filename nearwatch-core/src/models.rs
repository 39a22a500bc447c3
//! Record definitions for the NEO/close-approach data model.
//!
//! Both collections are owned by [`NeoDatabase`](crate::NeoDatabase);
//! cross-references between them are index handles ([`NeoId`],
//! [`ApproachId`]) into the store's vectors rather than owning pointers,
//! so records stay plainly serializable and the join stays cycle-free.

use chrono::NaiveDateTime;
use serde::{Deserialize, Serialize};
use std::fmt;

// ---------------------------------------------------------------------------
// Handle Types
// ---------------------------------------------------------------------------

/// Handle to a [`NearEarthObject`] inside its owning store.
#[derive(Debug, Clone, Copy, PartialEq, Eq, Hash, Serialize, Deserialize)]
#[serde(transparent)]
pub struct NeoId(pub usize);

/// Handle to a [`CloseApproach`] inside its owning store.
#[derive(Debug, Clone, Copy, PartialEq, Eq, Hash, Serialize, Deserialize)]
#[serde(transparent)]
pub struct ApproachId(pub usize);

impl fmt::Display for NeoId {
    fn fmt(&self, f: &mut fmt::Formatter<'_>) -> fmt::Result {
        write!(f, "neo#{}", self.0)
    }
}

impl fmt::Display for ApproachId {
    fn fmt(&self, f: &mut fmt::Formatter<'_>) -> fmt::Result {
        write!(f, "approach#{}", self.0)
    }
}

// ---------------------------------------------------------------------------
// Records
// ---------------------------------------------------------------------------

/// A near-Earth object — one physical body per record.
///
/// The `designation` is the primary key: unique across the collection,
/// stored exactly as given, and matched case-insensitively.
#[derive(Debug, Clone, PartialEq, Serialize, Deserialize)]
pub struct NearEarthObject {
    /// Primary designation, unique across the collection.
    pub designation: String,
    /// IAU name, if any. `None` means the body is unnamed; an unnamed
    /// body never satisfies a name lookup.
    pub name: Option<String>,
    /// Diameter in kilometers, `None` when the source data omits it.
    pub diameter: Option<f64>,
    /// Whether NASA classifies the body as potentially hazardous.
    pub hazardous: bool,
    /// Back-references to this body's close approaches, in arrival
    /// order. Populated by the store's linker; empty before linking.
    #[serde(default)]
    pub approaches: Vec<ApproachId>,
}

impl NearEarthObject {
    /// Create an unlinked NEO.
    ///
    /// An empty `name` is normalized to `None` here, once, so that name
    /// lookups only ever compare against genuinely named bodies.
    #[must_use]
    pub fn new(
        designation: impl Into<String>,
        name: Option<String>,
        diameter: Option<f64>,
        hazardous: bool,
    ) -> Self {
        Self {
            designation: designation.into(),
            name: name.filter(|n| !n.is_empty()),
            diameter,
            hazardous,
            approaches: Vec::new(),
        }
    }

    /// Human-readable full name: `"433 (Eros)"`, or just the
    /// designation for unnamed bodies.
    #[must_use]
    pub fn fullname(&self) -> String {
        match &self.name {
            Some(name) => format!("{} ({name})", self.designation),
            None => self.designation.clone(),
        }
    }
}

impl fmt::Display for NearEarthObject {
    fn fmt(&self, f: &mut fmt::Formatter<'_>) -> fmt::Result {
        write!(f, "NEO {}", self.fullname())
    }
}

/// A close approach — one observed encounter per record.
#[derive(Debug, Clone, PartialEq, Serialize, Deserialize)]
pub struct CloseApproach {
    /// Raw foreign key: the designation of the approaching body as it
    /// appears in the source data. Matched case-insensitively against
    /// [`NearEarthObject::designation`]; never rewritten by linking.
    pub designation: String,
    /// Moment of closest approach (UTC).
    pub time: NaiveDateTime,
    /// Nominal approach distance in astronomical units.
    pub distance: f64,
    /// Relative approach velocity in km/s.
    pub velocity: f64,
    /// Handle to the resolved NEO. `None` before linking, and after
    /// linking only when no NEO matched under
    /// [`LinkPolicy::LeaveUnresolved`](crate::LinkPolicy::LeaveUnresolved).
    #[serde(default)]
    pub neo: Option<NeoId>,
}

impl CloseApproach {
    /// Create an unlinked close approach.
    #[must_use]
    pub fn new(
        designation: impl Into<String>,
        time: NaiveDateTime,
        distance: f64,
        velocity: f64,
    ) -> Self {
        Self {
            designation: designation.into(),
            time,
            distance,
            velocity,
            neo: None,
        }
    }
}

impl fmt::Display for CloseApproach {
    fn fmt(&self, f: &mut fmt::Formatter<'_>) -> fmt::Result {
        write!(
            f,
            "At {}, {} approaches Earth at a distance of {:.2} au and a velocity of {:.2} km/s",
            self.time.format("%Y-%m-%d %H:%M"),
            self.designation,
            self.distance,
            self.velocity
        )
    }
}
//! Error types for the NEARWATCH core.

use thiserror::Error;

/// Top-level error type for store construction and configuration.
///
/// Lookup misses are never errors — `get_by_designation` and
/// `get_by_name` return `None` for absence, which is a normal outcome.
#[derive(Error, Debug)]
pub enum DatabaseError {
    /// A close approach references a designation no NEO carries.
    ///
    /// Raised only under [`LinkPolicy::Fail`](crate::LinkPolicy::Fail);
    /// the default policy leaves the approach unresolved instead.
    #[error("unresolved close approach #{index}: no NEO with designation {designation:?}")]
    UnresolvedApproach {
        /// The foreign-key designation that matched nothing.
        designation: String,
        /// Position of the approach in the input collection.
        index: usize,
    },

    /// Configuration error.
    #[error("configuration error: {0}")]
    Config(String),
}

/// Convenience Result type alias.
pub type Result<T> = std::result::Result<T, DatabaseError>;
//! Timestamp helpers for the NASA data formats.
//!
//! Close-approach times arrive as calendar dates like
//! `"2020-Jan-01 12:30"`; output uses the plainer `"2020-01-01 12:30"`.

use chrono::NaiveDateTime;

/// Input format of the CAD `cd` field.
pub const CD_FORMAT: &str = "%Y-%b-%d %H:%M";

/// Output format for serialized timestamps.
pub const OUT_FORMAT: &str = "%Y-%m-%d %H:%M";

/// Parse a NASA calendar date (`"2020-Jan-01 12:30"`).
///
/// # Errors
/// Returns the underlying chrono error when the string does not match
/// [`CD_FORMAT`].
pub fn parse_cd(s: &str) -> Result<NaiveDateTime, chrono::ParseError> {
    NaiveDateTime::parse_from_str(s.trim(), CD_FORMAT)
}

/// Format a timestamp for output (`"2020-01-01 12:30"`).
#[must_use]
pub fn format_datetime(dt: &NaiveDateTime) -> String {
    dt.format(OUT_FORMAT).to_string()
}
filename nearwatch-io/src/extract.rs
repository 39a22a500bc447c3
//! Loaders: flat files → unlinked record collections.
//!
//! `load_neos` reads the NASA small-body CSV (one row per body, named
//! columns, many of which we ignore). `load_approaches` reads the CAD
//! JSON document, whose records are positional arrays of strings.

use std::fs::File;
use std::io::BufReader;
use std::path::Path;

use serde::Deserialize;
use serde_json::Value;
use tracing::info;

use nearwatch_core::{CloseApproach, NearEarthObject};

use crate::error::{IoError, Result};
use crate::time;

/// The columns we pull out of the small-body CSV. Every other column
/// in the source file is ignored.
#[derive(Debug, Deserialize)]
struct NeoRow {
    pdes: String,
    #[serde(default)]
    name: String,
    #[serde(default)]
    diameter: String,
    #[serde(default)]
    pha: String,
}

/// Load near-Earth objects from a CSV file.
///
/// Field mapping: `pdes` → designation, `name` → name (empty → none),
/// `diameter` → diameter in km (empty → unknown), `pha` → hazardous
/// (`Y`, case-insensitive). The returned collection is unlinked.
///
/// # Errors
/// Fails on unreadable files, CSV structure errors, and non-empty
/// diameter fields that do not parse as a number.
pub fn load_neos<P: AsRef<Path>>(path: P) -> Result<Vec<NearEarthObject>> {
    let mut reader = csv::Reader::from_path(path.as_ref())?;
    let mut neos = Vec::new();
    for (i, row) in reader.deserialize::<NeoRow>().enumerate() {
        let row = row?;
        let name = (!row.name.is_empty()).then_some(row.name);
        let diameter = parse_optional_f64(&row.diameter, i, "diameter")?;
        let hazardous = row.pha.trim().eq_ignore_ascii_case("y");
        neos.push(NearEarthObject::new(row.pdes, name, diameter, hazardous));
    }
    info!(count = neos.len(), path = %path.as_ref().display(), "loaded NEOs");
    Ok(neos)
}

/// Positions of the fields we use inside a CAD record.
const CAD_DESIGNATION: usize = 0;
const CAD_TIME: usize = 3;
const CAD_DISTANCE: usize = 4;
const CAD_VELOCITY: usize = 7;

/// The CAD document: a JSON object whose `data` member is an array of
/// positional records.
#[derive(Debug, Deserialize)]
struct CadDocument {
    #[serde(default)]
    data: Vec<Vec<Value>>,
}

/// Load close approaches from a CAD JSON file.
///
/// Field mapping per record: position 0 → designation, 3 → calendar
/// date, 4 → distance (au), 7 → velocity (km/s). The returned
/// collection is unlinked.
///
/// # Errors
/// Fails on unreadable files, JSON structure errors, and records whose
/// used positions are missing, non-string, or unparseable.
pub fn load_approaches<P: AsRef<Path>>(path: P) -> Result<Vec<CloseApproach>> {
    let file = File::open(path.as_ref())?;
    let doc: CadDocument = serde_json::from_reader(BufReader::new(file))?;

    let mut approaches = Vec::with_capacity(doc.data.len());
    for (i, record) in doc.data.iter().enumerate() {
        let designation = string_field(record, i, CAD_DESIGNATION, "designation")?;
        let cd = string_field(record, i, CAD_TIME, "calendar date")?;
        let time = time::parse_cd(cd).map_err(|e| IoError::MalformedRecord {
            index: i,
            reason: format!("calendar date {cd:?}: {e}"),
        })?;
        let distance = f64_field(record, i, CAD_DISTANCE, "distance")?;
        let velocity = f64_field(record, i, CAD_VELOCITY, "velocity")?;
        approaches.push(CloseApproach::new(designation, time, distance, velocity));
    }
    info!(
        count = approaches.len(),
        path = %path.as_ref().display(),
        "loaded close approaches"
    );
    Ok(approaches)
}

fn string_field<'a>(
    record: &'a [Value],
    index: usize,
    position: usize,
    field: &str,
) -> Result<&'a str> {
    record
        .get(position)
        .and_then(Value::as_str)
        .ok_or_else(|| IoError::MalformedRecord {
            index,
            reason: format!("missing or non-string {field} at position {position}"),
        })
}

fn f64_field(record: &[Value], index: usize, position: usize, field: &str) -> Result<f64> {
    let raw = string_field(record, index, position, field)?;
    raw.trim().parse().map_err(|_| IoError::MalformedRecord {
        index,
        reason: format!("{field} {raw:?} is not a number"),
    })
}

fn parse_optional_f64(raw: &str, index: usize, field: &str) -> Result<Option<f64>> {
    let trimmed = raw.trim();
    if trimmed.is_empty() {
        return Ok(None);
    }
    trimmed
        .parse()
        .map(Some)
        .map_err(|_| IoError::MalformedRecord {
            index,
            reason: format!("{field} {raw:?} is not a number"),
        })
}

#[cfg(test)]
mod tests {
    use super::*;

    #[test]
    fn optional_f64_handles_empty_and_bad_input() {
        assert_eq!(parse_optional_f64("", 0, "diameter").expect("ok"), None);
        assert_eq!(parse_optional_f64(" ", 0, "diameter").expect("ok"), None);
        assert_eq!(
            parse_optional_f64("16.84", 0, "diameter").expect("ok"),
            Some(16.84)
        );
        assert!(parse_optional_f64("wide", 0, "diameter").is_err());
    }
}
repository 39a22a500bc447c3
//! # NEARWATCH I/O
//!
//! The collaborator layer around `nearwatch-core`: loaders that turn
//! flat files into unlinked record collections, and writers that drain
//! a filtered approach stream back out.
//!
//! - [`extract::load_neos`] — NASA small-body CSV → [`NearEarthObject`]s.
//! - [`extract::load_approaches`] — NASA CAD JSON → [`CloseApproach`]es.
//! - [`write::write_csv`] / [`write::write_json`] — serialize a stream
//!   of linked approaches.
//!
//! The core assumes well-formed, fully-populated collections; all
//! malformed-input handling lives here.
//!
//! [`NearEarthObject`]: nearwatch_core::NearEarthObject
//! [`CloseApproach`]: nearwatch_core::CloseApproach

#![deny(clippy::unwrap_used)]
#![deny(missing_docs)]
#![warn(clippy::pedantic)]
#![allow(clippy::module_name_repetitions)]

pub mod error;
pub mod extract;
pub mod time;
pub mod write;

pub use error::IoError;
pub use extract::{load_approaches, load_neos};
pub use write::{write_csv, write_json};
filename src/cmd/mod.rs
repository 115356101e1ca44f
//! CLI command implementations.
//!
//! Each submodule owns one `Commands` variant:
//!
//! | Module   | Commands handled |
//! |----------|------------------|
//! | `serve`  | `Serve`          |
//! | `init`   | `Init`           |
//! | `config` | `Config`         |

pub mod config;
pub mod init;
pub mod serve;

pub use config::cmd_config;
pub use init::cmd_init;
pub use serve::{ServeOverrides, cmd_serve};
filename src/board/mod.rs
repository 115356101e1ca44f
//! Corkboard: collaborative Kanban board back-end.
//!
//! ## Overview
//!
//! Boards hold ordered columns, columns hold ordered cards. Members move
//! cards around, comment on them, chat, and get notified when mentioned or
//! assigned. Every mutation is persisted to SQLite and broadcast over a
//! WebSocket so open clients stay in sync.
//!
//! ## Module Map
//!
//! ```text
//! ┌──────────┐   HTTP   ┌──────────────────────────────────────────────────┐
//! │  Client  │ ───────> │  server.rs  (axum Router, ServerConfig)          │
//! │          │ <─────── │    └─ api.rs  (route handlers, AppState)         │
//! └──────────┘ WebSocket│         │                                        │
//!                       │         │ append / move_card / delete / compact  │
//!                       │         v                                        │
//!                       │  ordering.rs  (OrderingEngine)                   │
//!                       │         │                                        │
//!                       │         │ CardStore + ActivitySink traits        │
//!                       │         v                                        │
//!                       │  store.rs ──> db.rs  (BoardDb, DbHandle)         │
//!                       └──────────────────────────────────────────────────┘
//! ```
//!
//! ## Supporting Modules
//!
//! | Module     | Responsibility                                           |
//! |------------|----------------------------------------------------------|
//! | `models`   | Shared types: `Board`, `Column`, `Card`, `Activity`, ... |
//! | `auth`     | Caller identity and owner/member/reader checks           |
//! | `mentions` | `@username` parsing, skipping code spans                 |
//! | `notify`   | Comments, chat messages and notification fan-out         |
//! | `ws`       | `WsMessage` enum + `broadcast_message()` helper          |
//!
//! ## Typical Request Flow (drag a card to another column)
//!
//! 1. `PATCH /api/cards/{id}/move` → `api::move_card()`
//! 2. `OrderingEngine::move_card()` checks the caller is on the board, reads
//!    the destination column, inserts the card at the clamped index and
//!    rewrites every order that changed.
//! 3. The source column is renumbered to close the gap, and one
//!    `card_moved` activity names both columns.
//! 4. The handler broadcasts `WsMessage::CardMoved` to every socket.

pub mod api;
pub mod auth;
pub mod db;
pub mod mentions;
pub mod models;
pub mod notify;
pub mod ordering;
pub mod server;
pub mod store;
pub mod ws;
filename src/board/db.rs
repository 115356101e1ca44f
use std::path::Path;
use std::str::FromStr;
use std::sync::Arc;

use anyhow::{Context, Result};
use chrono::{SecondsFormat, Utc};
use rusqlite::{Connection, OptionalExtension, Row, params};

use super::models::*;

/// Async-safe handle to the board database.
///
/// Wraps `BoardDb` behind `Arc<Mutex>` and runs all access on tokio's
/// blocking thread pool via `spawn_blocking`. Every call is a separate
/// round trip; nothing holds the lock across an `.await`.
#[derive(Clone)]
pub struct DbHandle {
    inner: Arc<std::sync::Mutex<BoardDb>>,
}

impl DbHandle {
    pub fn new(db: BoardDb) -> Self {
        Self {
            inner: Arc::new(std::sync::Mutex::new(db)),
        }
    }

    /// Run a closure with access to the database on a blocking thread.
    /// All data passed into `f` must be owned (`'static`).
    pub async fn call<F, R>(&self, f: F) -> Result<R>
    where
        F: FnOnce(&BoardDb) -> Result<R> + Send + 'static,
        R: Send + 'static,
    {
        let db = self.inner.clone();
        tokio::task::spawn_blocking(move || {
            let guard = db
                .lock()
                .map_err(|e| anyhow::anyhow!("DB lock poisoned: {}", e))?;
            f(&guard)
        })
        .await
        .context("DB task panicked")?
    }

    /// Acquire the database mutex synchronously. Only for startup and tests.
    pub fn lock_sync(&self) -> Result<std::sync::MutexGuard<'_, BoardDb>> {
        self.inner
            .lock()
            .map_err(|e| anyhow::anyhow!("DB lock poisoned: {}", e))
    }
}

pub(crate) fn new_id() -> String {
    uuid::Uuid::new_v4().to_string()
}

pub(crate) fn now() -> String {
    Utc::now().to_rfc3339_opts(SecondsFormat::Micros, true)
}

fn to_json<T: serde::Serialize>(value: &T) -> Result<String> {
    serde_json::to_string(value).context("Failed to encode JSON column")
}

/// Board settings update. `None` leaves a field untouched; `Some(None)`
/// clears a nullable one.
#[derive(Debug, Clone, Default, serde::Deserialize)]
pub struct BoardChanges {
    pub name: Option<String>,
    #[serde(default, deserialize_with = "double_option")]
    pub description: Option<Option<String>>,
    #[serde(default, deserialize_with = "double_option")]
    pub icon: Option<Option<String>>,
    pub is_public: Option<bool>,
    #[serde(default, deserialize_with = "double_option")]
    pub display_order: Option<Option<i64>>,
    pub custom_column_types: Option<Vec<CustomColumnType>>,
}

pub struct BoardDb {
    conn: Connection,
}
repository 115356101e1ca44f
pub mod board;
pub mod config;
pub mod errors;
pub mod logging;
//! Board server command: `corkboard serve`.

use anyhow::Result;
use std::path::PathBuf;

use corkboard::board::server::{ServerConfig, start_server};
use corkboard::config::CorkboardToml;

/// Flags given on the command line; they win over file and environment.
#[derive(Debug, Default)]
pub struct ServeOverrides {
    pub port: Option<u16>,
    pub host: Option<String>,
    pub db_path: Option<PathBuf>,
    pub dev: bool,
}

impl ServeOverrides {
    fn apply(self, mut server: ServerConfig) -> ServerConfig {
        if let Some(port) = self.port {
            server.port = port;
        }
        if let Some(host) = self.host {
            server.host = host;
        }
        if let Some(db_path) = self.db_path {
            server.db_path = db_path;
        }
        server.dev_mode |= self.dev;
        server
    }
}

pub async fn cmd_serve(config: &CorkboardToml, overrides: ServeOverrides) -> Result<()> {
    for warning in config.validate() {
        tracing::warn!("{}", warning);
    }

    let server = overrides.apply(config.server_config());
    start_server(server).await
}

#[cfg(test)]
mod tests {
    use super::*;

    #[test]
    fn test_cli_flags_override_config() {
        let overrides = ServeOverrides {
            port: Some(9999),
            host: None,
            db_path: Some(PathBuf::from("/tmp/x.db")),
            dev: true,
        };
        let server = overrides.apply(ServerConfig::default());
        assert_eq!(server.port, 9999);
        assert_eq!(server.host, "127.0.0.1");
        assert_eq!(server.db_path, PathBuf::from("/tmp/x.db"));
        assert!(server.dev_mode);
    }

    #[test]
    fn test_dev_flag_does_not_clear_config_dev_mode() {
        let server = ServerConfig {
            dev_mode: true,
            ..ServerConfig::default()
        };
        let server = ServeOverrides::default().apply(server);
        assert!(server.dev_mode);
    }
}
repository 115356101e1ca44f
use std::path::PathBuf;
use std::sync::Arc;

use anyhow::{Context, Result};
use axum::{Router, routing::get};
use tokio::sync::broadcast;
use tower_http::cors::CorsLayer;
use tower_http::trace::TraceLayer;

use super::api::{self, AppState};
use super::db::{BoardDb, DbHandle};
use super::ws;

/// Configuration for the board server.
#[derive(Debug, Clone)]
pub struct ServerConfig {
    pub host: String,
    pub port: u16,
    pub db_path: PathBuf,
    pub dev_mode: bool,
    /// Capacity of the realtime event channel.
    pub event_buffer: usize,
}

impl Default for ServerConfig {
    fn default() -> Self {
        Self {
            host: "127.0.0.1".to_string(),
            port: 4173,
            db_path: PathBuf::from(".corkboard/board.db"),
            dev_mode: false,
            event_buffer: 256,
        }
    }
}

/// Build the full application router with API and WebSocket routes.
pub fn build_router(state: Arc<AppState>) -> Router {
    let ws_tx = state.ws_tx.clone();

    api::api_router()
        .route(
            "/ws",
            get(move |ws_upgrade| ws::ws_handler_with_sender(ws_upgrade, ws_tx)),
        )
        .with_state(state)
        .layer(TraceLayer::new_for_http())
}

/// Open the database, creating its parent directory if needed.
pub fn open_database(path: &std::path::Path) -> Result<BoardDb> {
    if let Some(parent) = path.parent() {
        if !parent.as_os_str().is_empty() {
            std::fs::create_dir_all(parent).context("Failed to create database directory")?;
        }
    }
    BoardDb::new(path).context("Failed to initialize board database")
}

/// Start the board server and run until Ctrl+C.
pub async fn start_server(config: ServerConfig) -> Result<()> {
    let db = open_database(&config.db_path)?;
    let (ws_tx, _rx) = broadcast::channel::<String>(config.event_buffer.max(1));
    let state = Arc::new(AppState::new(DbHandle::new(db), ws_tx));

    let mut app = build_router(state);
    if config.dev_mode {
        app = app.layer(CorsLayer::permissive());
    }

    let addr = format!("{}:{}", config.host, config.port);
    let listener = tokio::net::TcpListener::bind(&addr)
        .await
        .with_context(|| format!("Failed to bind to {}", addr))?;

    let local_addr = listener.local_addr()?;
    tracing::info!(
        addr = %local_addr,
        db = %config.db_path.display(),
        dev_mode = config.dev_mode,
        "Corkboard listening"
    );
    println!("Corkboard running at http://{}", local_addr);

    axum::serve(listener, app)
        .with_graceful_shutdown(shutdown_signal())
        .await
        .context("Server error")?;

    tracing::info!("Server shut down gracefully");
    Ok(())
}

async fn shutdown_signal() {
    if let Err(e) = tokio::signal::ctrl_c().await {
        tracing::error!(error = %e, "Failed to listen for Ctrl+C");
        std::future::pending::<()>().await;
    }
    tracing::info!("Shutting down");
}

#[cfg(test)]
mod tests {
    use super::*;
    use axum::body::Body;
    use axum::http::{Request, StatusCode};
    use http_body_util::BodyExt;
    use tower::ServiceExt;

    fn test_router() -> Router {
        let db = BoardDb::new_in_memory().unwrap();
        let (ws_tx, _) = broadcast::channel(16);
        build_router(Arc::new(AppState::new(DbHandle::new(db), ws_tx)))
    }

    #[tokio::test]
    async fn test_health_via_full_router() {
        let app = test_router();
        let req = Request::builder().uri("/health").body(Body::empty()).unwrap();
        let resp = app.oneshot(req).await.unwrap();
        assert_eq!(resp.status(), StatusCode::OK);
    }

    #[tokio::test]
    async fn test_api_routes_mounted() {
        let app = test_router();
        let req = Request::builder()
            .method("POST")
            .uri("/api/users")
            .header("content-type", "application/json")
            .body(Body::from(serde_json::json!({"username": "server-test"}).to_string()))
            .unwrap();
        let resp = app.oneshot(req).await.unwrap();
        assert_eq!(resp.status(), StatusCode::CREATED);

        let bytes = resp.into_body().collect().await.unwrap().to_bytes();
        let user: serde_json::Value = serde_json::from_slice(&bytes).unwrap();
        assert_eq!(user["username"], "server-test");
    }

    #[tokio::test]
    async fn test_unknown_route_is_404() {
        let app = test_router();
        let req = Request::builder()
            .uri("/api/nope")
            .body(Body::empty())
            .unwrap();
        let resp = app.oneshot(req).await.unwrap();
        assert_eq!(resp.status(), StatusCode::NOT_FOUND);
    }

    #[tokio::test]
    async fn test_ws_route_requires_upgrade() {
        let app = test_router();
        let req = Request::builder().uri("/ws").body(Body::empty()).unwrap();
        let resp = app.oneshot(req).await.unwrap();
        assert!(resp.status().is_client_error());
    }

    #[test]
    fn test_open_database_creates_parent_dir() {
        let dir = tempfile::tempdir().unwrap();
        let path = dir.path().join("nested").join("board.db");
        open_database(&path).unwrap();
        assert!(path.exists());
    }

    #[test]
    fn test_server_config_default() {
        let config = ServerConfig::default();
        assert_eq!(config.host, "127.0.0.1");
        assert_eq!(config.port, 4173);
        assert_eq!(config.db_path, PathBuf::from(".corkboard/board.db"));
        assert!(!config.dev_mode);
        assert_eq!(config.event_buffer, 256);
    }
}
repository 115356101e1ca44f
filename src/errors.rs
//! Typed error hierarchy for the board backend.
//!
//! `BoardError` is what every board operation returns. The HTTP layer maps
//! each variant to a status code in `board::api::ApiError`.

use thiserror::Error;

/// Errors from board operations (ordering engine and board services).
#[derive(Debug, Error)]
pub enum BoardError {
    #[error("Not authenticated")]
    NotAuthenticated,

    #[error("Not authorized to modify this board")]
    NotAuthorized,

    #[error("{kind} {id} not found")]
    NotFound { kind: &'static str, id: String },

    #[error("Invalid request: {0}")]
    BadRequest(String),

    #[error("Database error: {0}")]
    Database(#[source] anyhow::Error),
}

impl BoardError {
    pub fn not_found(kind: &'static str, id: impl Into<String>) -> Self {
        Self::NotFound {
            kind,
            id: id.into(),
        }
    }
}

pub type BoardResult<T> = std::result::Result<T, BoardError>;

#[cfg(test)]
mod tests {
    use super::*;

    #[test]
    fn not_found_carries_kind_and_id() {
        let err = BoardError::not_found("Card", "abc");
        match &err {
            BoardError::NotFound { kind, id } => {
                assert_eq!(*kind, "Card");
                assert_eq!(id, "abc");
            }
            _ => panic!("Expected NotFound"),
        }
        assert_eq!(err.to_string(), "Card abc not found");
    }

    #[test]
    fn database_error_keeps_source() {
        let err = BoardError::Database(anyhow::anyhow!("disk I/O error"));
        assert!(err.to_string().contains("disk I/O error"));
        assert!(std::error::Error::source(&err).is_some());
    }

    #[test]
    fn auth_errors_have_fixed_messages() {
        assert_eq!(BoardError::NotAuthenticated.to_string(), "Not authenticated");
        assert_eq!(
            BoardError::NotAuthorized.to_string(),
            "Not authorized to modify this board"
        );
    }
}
********************
▸ Problem to solve: Return exactly the lines in the records above, beginning with the one that holds "pub type BoardResult<T>" and ending with the last.

▸ Output for this exercise:
pub type BoardResult<T> = std::result::Result<T, BoardError>;

#[cfg(test)]
mod tests {
    use super::*;

    #[test]
    fn not_found_carries_kind_and_id() {
        let err = BoardError::not_found("Card", "abc");
        match &err {
            BoardError::NotFound { kind, id } => {
                assert_eq!(*kind, "Card");
                assert_eq!(id, "abc");
            }
            _ => panic!("Expected NotFound"),
        }
        assert_eq!(err.to_string(), "Card abc not found");
    }

    #[test]
    fn database_error_keeps_source() {
        let err = BoardError::Database(anyhow::anyhow!("disk I/O error"));
        assert!(err.to_string().contains("disk I/O error"));
        assert!(std::error::Error::source(&err).is_some());
    }

    #[test]
    fn auth_errors_have_fixed_messages() {
        assert_eq!(BoardError::NotAuthenticated.to_string(), "Not authenticated");
        assert_eq!(
            BoardError::NotAuthorized.to_string(),
            "Not authorized to modify this board"
        );
    }
}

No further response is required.